Task directions
In the listing below, the answer starts at the line that has "use serde_json::Value;" and stops after the line that has "pub fn images(&self)"; please repeat that part exactly and nothing more.

Material supplied
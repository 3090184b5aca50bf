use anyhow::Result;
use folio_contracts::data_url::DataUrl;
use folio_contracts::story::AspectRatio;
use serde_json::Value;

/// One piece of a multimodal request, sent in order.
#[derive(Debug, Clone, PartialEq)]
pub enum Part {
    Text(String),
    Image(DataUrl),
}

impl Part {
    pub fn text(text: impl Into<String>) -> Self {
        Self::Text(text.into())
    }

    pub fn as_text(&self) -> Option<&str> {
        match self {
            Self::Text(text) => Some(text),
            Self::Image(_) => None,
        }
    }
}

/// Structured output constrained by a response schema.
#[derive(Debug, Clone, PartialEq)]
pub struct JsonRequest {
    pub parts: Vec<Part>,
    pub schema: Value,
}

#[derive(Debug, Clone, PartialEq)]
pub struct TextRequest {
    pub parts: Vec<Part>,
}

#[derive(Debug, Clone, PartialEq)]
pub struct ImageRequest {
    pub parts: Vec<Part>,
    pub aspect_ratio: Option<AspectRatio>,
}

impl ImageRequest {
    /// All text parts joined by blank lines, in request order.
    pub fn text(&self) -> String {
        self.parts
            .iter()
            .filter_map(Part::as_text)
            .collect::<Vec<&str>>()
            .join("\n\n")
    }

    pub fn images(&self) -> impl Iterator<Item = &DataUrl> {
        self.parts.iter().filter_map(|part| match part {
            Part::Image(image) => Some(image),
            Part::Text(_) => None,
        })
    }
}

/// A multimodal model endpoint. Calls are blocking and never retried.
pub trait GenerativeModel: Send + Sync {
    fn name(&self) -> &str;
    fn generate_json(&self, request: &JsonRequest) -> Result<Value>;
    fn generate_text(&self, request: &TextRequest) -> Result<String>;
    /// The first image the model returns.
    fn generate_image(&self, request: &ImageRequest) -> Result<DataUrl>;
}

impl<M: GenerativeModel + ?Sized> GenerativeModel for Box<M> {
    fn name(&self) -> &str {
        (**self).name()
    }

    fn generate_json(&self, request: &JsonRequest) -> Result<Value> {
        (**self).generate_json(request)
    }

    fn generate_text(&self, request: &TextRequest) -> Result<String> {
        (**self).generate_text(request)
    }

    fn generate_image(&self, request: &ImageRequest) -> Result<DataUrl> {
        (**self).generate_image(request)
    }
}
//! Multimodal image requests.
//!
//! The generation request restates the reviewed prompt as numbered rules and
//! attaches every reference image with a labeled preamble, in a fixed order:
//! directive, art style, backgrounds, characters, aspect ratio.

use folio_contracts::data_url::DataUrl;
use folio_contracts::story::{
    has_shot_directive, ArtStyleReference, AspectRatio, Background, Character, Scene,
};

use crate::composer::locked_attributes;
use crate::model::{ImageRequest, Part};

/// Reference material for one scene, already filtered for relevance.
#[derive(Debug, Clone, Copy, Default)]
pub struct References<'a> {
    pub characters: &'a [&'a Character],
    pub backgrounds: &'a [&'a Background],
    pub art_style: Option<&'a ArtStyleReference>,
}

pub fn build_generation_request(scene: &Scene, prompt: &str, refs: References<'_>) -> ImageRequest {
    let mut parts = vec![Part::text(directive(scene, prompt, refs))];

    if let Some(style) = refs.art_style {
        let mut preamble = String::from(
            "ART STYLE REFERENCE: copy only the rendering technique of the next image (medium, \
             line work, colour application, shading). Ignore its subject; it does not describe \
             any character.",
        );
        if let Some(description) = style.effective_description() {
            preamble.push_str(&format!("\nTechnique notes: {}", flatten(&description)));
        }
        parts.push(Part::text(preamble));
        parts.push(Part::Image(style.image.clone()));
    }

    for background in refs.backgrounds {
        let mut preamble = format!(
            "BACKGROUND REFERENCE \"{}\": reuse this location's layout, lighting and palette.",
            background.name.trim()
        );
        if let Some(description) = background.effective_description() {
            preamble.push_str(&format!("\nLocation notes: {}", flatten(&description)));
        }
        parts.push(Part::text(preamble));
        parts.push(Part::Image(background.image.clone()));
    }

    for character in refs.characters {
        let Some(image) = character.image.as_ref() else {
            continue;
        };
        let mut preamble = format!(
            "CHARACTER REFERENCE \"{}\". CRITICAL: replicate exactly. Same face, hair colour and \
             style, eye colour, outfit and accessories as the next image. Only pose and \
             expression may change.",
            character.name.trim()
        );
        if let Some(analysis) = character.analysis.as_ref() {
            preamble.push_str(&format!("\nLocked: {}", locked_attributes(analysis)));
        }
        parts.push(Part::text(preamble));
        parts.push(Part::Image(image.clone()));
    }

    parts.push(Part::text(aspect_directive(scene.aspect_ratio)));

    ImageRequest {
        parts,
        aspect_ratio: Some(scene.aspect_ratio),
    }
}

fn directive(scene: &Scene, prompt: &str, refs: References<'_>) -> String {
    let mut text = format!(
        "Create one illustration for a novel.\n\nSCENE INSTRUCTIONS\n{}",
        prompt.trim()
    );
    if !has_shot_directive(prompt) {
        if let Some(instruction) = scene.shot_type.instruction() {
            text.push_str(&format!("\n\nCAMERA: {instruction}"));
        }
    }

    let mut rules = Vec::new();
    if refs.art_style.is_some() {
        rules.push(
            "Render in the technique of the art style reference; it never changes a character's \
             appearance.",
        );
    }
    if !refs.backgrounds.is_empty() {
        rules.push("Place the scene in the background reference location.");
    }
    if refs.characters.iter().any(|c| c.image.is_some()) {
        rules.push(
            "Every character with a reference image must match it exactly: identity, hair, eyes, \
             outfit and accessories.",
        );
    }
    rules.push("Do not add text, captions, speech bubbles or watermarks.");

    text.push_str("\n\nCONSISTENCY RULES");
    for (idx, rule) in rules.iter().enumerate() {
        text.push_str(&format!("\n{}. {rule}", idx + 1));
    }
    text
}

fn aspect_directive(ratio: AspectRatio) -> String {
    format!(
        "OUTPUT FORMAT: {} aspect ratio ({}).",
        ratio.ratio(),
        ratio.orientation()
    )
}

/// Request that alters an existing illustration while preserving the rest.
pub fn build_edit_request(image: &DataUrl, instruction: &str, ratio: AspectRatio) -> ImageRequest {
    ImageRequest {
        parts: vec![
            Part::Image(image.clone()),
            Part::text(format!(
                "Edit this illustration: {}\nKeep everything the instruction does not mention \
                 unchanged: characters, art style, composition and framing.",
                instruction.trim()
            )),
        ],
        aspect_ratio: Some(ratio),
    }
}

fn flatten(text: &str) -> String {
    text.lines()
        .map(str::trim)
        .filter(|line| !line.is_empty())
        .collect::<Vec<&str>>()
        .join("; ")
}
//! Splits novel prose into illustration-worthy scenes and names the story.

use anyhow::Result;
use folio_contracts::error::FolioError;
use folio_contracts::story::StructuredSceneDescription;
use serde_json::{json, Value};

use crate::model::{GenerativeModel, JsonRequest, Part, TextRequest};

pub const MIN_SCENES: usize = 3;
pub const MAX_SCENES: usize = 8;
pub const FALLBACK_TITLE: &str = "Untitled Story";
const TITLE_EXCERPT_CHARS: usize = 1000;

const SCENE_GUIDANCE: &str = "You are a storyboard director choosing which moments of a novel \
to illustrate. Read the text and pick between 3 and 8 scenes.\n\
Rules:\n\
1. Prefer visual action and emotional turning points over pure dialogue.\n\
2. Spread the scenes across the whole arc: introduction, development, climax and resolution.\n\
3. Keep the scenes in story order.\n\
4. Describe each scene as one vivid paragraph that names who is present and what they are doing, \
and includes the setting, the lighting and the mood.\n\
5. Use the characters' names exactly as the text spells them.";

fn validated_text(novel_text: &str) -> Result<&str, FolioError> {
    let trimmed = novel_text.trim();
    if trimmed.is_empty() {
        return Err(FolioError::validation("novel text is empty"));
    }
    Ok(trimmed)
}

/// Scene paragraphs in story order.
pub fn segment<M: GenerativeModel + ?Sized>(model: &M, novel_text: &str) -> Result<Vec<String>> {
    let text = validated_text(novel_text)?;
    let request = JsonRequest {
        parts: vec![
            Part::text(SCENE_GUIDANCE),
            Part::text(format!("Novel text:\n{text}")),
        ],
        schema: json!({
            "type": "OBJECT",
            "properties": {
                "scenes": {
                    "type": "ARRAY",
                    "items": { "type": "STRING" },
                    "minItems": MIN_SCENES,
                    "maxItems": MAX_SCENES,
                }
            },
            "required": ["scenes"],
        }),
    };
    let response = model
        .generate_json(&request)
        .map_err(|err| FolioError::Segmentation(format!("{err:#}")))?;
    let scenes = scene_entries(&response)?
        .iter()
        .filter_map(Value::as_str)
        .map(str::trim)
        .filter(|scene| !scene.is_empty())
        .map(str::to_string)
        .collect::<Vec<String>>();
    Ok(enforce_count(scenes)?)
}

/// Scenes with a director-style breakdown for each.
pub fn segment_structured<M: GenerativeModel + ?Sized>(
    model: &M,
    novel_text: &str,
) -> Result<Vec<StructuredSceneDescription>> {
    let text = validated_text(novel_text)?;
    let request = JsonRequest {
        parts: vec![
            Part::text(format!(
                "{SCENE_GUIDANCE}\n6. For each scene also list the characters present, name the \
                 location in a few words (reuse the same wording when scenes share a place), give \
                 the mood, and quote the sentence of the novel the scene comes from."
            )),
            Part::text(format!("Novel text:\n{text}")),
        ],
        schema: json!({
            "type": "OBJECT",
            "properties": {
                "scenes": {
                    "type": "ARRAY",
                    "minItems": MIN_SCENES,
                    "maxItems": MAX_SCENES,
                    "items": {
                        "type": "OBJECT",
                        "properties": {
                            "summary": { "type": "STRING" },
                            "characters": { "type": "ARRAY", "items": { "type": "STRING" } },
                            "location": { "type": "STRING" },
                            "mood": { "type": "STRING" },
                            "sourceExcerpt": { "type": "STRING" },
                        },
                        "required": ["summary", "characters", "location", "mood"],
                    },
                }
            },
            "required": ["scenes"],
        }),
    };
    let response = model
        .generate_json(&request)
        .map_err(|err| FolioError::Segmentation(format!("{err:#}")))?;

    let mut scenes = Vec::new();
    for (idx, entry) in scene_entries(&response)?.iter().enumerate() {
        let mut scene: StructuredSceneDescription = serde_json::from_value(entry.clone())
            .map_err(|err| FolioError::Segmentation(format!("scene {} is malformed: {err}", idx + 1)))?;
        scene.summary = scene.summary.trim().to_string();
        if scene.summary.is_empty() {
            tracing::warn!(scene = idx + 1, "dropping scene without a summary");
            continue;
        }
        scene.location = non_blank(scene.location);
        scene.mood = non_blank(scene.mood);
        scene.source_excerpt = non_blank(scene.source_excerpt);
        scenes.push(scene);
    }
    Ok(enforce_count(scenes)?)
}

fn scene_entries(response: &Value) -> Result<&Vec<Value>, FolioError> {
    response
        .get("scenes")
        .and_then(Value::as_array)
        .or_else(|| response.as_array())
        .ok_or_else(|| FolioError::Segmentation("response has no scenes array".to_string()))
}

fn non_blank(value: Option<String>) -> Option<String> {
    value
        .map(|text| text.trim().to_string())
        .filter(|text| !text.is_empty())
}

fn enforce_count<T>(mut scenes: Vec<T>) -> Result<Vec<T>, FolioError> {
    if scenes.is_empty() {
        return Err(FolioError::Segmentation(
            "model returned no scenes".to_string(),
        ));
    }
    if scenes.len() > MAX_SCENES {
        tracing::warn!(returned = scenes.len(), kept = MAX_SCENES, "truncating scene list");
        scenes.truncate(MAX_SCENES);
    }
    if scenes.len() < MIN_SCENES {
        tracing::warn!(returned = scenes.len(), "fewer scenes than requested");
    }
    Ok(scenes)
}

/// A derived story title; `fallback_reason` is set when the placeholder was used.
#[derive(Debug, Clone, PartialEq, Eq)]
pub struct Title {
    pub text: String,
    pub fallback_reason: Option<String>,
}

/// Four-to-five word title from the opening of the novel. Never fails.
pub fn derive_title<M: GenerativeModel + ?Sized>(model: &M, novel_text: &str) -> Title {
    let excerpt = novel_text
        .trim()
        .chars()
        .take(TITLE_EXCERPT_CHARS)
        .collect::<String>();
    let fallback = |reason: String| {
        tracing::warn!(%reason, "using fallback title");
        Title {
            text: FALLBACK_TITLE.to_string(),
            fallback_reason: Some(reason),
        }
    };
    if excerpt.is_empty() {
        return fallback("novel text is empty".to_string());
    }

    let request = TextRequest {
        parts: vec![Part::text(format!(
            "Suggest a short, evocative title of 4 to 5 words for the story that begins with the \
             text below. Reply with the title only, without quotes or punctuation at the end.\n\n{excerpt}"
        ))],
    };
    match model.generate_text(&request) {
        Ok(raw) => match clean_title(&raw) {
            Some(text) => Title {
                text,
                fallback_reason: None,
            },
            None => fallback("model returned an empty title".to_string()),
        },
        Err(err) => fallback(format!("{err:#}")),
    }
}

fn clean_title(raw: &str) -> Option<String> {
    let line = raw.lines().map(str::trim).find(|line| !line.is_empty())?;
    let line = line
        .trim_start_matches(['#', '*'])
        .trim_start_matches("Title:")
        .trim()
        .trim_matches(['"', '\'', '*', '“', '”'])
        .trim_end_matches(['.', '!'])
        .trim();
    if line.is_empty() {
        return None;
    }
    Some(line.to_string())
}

Completed task
use serde_json::Value;

/// One piece of a multimodal request, sent in order.
#[derive(Debug, Clone, PartialEq)]
pub enum Part {
    Text(String),
    Image(DataUrl),
}

impl Part {
    pub fn text(text: impl Into<String>) -> Self {
        Self::Text(text.into())
    }

    pub fn as_text(&self) -> Option<&str> {
        match self {
            Self::Text(text) => Some(text),
            Self::Image(_) => None,
        }
    }
}

/// Structured output constrained by a response schema.
#[derive(Debug, Clone, PartialEq)]
pub struct JsonRequest {
    pub parts: Vec<Part>,
    pub schema: Value,
}

#[derive(Debug, Clone, PartialEq)]
pub struct TextRequest {
    pub parts: Vec<Part>,
}

#[derive(Debug, Clone, PartialEq)]
pub struct ImageRequest {
    pub parts: Vec<Part>,
    pub aspect_ratio: Option<AspectRatio>,
}

impl ImageRequest {
    /// All text parts joined by blank lines, in request order.
    pub fn text(&self) -> String {
        self.parts
            .iter()
            .filter_map(Part::as_text)
            .collect::<Vec<&str>>()
            .join("\n\n")
    }

    pub fn images(&self) -> impl Iterator<Item = &DataUrl> {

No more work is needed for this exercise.